Input for this task —
- - -

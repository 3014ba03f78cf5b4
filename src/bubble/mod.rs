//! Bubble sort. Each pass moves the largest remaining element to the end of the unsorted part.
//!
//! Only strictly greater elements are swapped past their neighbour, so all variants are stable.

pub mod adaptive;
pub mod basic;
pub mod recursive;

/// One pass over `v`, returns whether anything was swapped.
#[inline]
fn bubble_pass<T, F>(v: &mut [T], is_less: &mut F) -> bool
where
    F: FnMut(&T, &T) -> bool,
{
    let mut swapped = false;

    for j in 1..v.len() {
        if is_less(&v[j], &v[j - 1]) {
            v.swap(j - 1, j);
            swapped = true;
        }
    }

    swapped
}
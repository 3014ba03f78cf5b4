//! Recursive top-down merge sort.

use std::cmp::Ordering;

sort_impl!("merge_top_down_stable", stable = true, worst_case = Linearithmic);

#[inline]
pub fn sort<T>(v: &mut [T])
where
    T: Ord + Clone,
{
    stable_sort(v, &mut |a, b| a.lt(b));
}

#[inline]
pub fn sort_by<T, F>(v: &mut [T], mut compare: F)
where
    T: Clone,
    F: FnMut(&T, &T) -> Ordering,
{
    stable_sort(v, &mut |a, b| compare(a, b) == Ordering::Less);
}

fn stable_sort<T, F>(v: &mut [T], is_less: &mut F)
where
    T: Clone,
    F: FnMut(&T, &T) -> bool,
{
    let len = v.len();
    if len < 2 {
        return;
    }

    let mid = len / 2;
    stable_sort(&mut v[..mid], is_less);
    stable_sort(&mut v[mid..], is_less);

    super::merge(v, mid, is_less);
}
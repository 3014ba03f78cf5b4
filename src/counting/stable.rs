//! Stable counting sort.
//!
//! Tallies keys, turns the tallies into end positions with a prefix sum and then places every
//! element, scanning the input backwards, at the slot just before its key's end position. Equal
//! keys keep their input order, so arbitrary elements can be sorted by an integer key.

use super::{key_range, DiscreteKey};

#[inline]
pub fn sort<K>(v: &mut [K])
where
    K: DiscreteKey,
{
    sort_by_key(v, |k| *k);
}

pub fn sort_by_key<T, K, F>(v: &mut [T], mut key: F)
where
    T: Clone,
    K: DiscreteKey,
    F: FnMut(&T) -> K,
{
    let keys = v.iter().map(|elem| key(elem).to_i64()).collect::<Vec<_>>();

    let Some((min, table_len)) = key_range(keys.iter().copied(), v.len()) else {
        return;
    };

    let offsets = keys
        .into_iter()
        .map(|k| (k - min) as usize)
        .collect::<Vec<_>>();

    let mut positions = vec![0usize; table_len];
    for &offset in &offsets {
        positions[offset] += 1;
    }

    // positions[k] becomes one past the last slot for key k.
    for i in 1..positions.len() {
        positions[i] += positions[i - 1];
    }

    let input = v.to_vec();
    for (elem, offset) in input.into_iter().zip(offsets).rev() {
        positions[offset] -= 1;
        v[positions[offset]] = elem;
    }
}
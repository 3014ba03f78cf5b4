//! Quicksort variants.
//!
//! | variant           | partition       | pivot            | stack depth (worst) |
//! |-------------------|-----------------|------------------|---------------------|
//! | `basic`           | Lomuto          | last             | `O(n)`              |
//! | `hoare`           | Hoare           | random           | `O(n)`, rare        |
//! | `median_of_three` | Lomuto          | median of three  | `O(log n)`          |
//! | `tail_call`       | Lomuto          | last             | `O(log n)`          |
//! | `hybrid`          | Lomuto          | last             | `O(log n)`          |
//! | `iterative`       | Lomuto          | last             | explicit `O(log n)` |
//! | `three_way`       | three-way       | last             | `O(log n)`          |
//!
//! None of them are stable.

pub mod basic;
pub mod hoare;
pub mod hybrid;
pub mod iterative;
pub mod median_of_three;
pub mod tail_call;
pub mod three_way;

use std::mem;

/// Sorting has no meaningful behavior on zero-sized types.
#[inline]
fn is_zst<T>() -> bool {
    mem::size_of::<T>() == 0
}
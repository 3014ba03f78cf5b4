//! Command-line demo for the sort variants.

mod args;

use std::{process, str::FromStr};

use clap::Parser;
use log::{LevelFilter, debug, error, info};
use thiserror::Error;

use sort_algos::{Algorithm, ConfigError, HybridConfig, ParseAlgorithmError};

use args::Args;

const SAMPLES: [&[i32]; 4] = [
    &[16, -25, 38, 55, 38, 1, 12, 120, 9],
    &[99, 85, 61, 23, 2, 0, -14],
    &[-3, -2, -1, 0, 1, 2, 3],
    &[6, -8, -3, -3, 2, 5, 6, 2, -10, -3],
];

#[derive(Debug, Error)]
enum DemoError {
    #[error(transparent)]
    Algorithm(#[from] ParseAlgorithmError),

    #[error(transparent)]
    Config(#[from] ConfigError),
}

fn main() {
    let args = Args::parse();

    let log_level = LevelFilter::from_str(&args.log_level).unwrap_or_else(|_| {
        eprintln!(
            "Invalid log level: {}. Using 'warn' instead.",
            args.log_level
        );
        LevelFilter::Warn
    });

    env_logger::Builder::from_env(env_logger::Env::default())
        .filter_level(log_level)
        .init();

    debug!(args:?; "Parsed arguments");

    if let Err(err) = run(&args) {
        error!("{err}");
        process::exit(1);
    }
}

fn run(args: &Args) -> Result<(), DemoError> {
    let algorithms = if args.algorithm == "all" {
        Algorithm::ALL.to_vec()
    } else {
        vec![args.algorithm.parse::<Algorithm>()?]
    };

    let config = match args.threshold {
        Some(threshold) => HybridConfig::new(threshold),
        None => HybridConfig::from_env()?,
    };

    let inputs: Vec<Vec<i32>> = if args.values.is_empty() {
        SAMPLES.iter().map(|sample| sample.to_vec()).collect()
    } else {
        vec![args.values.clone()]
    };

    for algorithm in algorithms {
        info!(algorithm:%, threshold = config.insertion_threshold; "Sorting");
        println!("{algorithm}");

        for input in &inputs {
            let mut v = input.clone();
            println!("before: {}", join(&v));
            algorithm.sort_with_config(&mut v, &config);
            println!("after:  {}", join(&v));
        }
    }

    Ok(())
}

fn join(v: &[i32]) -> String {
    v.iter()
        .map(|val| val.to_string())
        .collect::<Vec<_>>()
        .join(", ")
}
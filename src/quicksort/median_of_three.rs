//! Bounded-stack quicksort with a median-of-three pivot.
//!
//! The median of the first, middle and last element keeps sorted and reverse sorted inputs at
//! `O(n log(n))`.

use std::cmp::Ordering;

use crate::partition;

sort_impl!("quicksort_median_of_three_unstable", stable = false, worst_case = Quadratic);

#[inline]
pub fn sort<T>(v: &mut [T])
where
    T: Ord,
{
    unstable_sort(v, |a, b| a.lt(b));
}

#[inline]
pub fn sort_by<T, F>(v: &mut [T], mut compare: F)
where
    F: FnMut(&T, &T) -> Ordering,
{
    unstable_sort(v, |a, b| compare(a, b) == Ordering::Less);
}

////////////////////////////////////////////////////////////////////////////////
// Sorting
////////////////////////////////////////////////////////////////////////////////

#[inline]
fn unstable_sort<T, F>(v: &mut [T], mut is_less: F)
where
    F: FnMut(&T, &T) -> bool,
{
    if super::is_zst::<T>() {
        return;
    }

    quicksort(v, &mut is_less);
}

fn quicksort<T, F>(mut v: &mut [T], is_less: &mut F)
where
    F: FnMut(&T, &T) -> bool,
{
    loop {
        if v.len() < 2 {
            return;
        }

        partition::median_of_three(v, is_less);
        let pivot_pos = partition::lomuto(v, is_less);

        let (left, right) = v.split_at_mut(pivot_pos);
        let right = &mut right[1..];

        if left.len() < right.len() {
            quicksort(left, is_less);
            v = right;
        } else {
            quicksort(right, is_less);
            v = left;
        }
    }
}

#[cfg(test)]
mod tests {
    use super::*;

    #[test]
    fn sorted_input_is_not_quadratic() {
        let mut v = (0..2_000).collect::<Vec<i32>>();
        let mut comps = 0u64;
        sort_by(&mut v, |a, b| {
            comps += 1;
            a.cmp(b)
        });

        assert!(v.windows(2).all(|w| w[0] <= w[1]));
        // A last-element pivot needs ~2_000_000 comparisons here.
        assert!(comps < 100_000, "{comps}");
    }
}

- - -

Task statement — When a line contains the string "offsets", copy it from the records.

Solution to the problem —
    let offsets = keys
    for &offset in &offsets {
    for (elem, offset) in input.into_iter().zip(offsets).rev() {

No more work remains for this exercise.